High glucose modulates albumin permeability across glomerular endothelial cells via a protein kinase C-dependent mechanism.

To investigate the mechanism of glomerular endothelial response to high glucose, an in vitro model of the glomerular endothelial barrier was established in which transfer of fluorescein-labeled albumin across confluent monolayers of immortalized bovine glomerular endothelial cells (GEN) grown on polycarbonate membranes was measured. We first examined the effects of increased concentrations of D-glucose on albumin permeability across GEN monolayers and further investigated the role of protein kinase C (PKC) in the regulation of glucose-induced changes in endothelial barrier function.

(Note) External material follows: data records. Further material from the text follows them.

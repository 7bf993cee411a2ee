/// Local key-value persistence: the only writer of durable bytes.
///
/// Values are JSON wrapped in a version-tagged envelope so a later reader
/// can detect and migrate old records. Multi-key read-modify-write goes
/// through `LocalStore::transaction`, which locks the listed keys (sorted,
/// so overlapping transactions cannot deadlock) and commits all writes as
/// one batch.
use crate::error::{ChatError, Result};
use serde::de::DeserializeOwned;
use serde::{Deserialize, Serialize};
use std::collections::{BTreeMap, BTreeSet, HashMap};
use std::path::Path;
use std::sync::atomic::{AtomicBool, Ordering};
use std::sync::{Arc, Mutex, RwLock};
use tokio::sync::OwnedMutexGuard;
use tracing::{debug, info, warn};

/// Current on-disk schema version for every record
pub const SCHEMA_VERSION: u16 = 1;

/// Raw byte storage behind a `LocalStore`
pub trait KvBackend: Send + Sync {
    fn get(&self, key: &str) -> Result<Option<Vec<u8>>>;

    fn set(&self, key: &str, value: Vec<u8>) -> Result<()>;

    fn remove(&self, key: &str) -> Result<()>;

    /// Apply all writes atomically
    fn apply_batch(&self, writes: Vec<(String, Vec<u8>)>) -> Result<()>;

    fn scan_prefix(&self, prefix: &str) -> Result<Vec<(String, Vec<u8>)>>;
}

// ─── sled backend ────────────────────────────────────────────────────────────

/// Durable backend on a sled database
#[derive(Clone)]
pub struct SledBackend {
    db: sled::Db,
}

impl SledBackend {
    pub fn open(data_dir: &Path) -> Result<Self> {
        std::fs::create_dir_all(data_dir)?;
        let db_path = data_dir.join("chat.db");
        debug!("Opening chat store at {:?}", db_path);

        let db = sled::open(&db_path)?;
        info!("Chat store initialized at {:?}", db_path);
        Ok(Self { db })
    }
}

impl KvBackend for SledBackend {
    fn get(&self, key: &str) -> Result<Option<Vec<u8>>> {
        Ok(self.db.get(key.as_bytes())?.map(|v| v.to_vec()))
    }

    fn set(&self, key: &str, value: Vec<u8>) -> Result<()> {
        self.db.insert(key.as_bytes(), value)?;
        self.db.flush()?;
        Ok(())
    }

    fn remove(&self, key: &str) -> Result<()> {
        self.db.remove(key.as_bytes())?;
        self.db.flush()?;
        Ok(())
    }

    fn apply_batch(&self, writes: Vec<(String, Vec<u8>)>) -> Result<()> {
        let mut batch = sled::Batch::default();
        for (key, value) in writes {
            batch.insert(key.as_bytes(), value);
        }
        self.db.apply_batch(batch)?;
        self.db.flush()?;
        Ok(())
    }

    fn scan_prefix(&self, prefix: &str) -> Result<Vec<(String, Vec<u8>)>> {
        let mut out = Vec::new();
        for entry in self.db.scan_prefix(prefix.as_bytes()) {
            let (key, value) = entry?;
            match String::from_utf8(key.to_vec()) {
                Ok(k) => out.push((k, value.to_vec())),
                Err(_) => warn!("Skipping non-UTF-8 key under prefix {}", prefix),
            }
        }
        Ok(out)
    }
}

// ─── in-memory backend ───────────────────────────────────────────────────────

/// Volatile backend. Availability can be switched off to simulate an outage.
#[derive(Default)]
pub struct MemoryBackend {
    map: RwLock<BTreeMap<String, Vec<u8>>>,
    unavailable: AtomicBool,
}

impl MemoryBackend {
    pub fn new() -> Self {
        Self::default()
    }

    pub fn set_available(&self, available: bool) {
        self.unavailable.store(!available, Ordering::SeqCst);
    }

    fn check(&self) -> Result<()> {
        if self.unavailable.load(Ordering::SeqCst) {
            return Err(ChatError::StorageUnavailable(
                "memory backend switched off".to_string(),
            ));
        }
        Ok(())
    }

    fn poisoned() -> ChatError {
        ChatError::StorageUnavailable("memory backend lock poisoned".to_string())
    }
}

impl KvBackend for MemoryBackend {
    fn get(&self, key: &str) -> Result<Option<Vec<u8>>> {
        self.check()?;
        let map = self.map.read().map_err(|_| Self::poisoned())?;
        Ok(map.get(key).cloned())
    }

    fn set(&self, key: &str, value: Vec<u8>) -> Result<()> {
        self.check()?;
        let mut map = self.map.write().map_err(|_| Self::poisoned())?;
        map.insert(key.to_string(), value);
        Ok(())
    }

    fn remove(&self, key: &str) -> Result<()> {
        self.check()?;
        let mut map = self.map.write().map_err(|_| Self::poisoned())?;
        map.remove(key);
        Ok(())
    }

    fn apply_batch(&self, writes: Vec<(String, Vec<u8>)>) -> Result<()> {
        self.check()?;
        let mut map = self.map.write().map_err(|_| Self::poisoned())?;
        map.extend(writes);
        Ok(())
    }

    fn scan_prefix(&self, prefix: &str) -> Result<Vec<(String, Vec<u8>)>> {
        self.check()?;
        let map = self.map.read().map_err(|_| Self::poisoned())?;
        Ok(map
            .range(prefix.to_string()..)
            .take_while(|(k, _)| k.starts_with(prefix))
            .map(|(k, v)| (k.clone(), v.clone()))
            .collect())
    }
}

// ─── record envelope ─────────────────────────────────────────────────────────

#[derive(Serialize)]
struct EnvelopeRef<'a, T> {
    v: u16,
    data: &'a T,
}

#[derive(Deserialize)]
struct RawEnvelope {
    v: u16,
    data: serde_json::Value,
}

/// Serialize a record into its versioned envelope
pub fn encode_record<T: Serialize>(record: &T) -> Result<Vec<u8>> {
    let env = EnvelopeRef {
        v: SCHEMA_VERSION,
        data: record,
    };
    Ok(serde_json::to_vec(&env)?)
}

/// Parse and validate a versioned record. Anything unparseable is `Corrupt`.
pub fn decode_record<T: DeserializeOwned>(key: &str, bytes: &[u8]) -> Result<T> {
    let raw: RawEnvelope = serde_json::from_slice(bytes).map_err(|e| ChatError::Corrupt {
        key: key.to_string(),
        reason: format!("invalid envelope: {}", e),
    })?;
    match raw.v {
        SCHEMA_VERSION => serde_json::from_value(raw.data).map_err(|e| ChatError::Corrupt {
            key: key.to_string(),
            reason: format!("invalid v{} record: {}", raw.v, e),
        }),
        other => Err(ChatError::Corrupt {
            key: key.to_string(),
            reason: format!("unsupported schema version {}", other),
        }),
    }
}

// ─── key locks ───────────────────────────────────────────────────────────────

#[derive(Default)]
struct KeyLocks {
    locks: Mutex<HashMap<String, Arc<tokio::sync::Mutex<()>>>>,
}

/// Held key locks. Dropping it unlocks and forgets keys nobody else waits on.
struct ScopeGuard<'a> {
    table: &'a KeyLocks,
    keys: &'a BTreeSet<String>,
    guards: Vec<OwnedMutexGuard<()>>,
}

impl Drop for ScopeGuard<'_> {
    fn drop(&mut self) {
        self.guards.clear();
        let Ok(mut locks) = self.table.locks.lock() else {
            return;
        };
        for key in self.keys {
            // Waiters clone the entry under this table lock, so a count of 1 means idle
            if locks.get(key).is_some_and(|l| Arc::strong_count(l) == 1) {
                locks.remove(key);
            }
        }
    }
}

impl KeyLocks {
    /// Lock every key in sorted order. Guards release on drop.
    async fn acquire<'a>(&'a self, keys: &'a BTreeSet<String>) -> Result<ScopeGuard<'a>> {
        let handles: Vec<Arc<tokio::sync::Mutex<()>>> = {
            let mut locks = self.locks.lock().map_err(|_| {
                ChatError::StorageUnavailable("key lock table poisoned".to_string())
            })?;
            keys.iter()
                .map(|k| locks.entry(k.clone()).or_default().clone())
                .collect()
        };

        let mut scope = ScopeGuard {
            table: self,
            keys,
            guards: Vec::with_capacity(handles.len()),
        };
        for handle in handles {
            scope.guards.push(handle.lock_owned().await);
        }
        Ok(scope)
    }

    fn tracked(&self) -> usize {
        self.locks.lock().map(|l| l.len()).unwrap_or(0)
    }
}

// ─── store ───────────────────────────────────────────────────────────────────

/// Handle to the local store. Cheap to clone.
#[derive(Clone)]
pub struct LocalStore {
    backend: Arc<dyn KvBackend>,
    locks: Arc<KeyLocks>,
}

impl LocalStore {
    pub fn new(backend: Arc<dyn KvBackend>) -> Self {
        Self {
            backend,
            locks: Arc::new(KeyLocks::default()),
        }
    }

    /// Durable store under `data_dir`
    pub fn open(data_dir: &Path) -> Result<Self> {
        Ok(Self::new(Arc::new(SledBackend::open(data_dir)?)))
    }

    /// Volatile store, mostly for tests and demos
    pub fn in_memory() -> Self {
        Self::new(Arc::new(MemoryBackend::new()))
    }

    pub fn get(&self, key: &str) -> Result<Option<Vec<u8>>> {
        self.backend.get(key)
    }

    pub fn set(&self, key: &str, value: Vec<u8>) -> Result<()> {
        self.backend.set(key, value)
    }

    pub fn remove(&self, key: &str) -> Result<()> {
        self.backend.remove(key)
    }

    pub fn scan_prefix(&self, prefix: &str) -> Result<Vec<(String, Vec<u8>)>> {
        self.backend.scan_prefix(prefix)
    }

    pub fn get_record<T: DeserializeOwned>(&self, key: &str) -> Result<Option<T>> {
        match self.backend.get(key)? {
            Some(bytes) => decode_record(key, &bytes).map(Some),
            None => Ok(None),
        }
    }

    pub fn set_record<T: Serialize>(&self, key: &str, record: &T) -> Result<()> {
        self.backend.set(key, encode_record(record)?)
    }

    /// Keys currently holding a lock entry
    pub fn locked_keys(&self) -> usize {
        self.locks.tracked()
    }

    /// Run `f` with exclusive access to `keys`.
    ///
    /// Writes staged through the `Transaction` are committed as one atomic
    /// batch if `f` returns `Ok`, and discarded otherwise. Key locks are
    /// released on every exit path.
    pub async fn transaction<T, F>(&self, keys: &[String], f: F) -> Result<T>
    where
        F: FnOnce(&mut Transaction<'_>) -> Result<T>,
    {
        let scope: BTreeSet<String> = keys.iter().cloned().collect();
        let _guards = self.locks.acquire(&scope).await?;

        let mut txn = Transaction {
            backend: self.backend.as_ref(),
            scope: &scope,
            writes: BTreeMap::new(),
        };
        let out = f(&mut txn)?;

        let writes: Vec<(String, Vec<u8>)> = txn.writes.into_iter().collect();
        if !writes.is_empty() {
            debug!("Committing {} key(s) in transaction", writes.len());
            self.backend.apply_batch(writes)?;
        }
        Ok(out)
    }
}

/// Staged view inside `LocalStore::transaction`
pub struct Transaction<'a> {
    backend: &'a dyn KvBackend,
    scope: &'a BTreeSet<String>,
    writes: BTreeMap<String, Vec<u8>>,
}

impl Transaction<'_> {
    /// Read a key, seeing this transaction's own staged writes
    pub fn get(&self, key: &str) -> Result<Option<Vec<u8>>> {
        if let Some(staged) = self.writes.get(key) {
            return Ok(Some(staged.clone()));
        }
        self.backend.get(key)
    }

    /// Stage a write. Only keys locked by this transaction may be written.
    pub fn set(&mut self, key: &str, value: Vec<u8>) -> Result<()> {
        if !self.scope.contains(key) {
            return Err(ChatError::InvalidTransition(format!(
                "transaction does not hold key {}",
                key
            )));
        }
        self.writes.insert(key.to_string(), value);
        Ok(())
    }

    pub fn get_record<T: DeserializeOwned>(&self, key: &str) -> Result<Option<T>> {
        match self.get(key)? {
            Some(bytes) => decode_record(key, &bytes).map(Some),
            None => Ok(None),
        }
    }

    pub fn set_record<T: Serialize>(&mut self, key: &str, record: &T) -> Result<()> {
        let bytes = encode_record(record)?;
        self.set(key, bytes)
    }
}
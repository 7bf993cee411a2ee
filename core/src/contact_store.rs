/// Contact storage: address-book entries kept under `contact:{user_id}`
use crate::error::{ChatError, Result};
use crate::local_store::{decode_record, LocalStore};
use chrono::{DateTime, Utc};
use serde::{Deserialize, Serialize};
use tracing::debug;

const CONTACT_PREFIX: &str = "contact:";

pub fn contact_key(user_id: &str) -> String {
    format!("{}{}", CONTACT_PREFIX, user_id)
}

#[derive(Debug, Clone, PartialEq, Eq, Serialize, Deserialize)]
pub struct Contact {
    pub user_id: String,
    pub display_name: String,
    pub phone_number: Option<String>,
    pub avatar: Option<String>,
    /// Whether the contact has an account on the messenger
    pub registered: bool,
    pub added_at: DateTime<Utc>,
}

impl Contact {
    pub fn new(user_id: impl Into<String>, display_name: impl Into<String>) -> Self {
        Self {
            user_id: user_id.into(),
            display_name: display_name.into(),
            phone_number: None,
            avatar: None,
            registered: true,
            added_at: Utc::now(),
        }
    }

    fn matches(&self, query: &str) -> bool {
        let q = query.to_lowercase();
        self.display_name.to_lowercase().contains(&q)
            || self
                .phone_number
                .as_deref()
                .map(|p| p.contains(query))
                .unwrap_or(false)
    }
}

/// Read-only lookup used to put names on conversations
pub trait ContactDirectory: Send + Sync {
    fn lookup(&self, user_id: &str) -> Result<Option<Contact>>;

    fn search(&self, query: &str) -> Result<Vec<Contact>>;
}

#[derive(Clone)]
pub struct ContactStore {
    store: LocalStore,
}

impl ContactStore {
    pub fn new(store: LocalStore) -> Self {
        Self { store }
    }

    pub fn add_contact(&self, c: &Contact) -> Result<()> {
        if c.user_id.is_empty() {
            return Err(ChatError::Config("contact needs a user id".to_string()));
        }
        debug!("Saving contact {}", c.user_id);
        self.store.set_record(&contact_key(&c.user_id), c)
    }

    /// All contacts, sorted by display name
    pub fn get_contacts(&self) -> Result<Vec<Contact>> {
        let mut out = Vec::new();
        for (key, bytes) in self.store.scan_prefix(CONTACT_PREFIX)? {
            out.push(decode_record::<Contact>(&key, &bytes)?);
        }
        out.sort_by(|a, b| {
            a.display_name
                .to_lowercase()
                .cmp(&b.display_name.to_lowercase())
                .then_with(|| a.user_id.cmp(&b.user_id))
        });
        Ok(out)
    }

    pub fn get_contact(&self, user_id: &str) -> Result<Option<Contact>> {
        self.store.get_record(&contact_key(user_id))
    }

    pub fn remove_contact(&self, user_id: &str) -> Result<bool> {
        let key = contact_key(user_id);
        let existed = self.store.get(&key)?.is_some();
        if existed {
            self.store.remove(&key)?;
        }
        Ok(existed)
    }

    /// Case-insensitive match on name, or substring match on phone number
    pub fn search(&self, query: &str) -> Result<Vec<Contact>> {
        let query = query.trim();
        let all = self.get_contacts()?;
        if query.is_empty() {
            return Ok(all);
        }
        Ok(all.into_iter().filter(|c| c.matches(query)).collect())
    }
}

impl ContactDirectory for ContactStore {
    fn lookup(&self, user_id: &str) -> Result<Option<Contact>> {
        self.get_contact(user_id)
    }

    fn search(&self, query: &str) -> Result<Vec<Contact>> {
        ContactStore::search(self, query)
    }
}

Incubation with 30 mM D-glucose increased albumin permeability more than those with 10 mM D-glucose. Albumin permeability incubated with 10 mM D-glucose plus 20 mM mannitol was not significantly different from those with 10 mM D-glucose, indicating that the increase in albumin permeability induced by 30 mM D-glucose was not due to high osmolar stimuli. A protein kinase C (PKC) inhibitor, H-7 (25 microM) significantly reduced the permeability-increasing effects of D-glucose. Lactate dehydrogenase release from endothelial cells was not significantly increased above baseline after incubation with 10 mM or 30 mM D-glucose. These results suggest that elevated concentrations of glucose activates PKC, resulting in an increase in albumin permeability across GEN.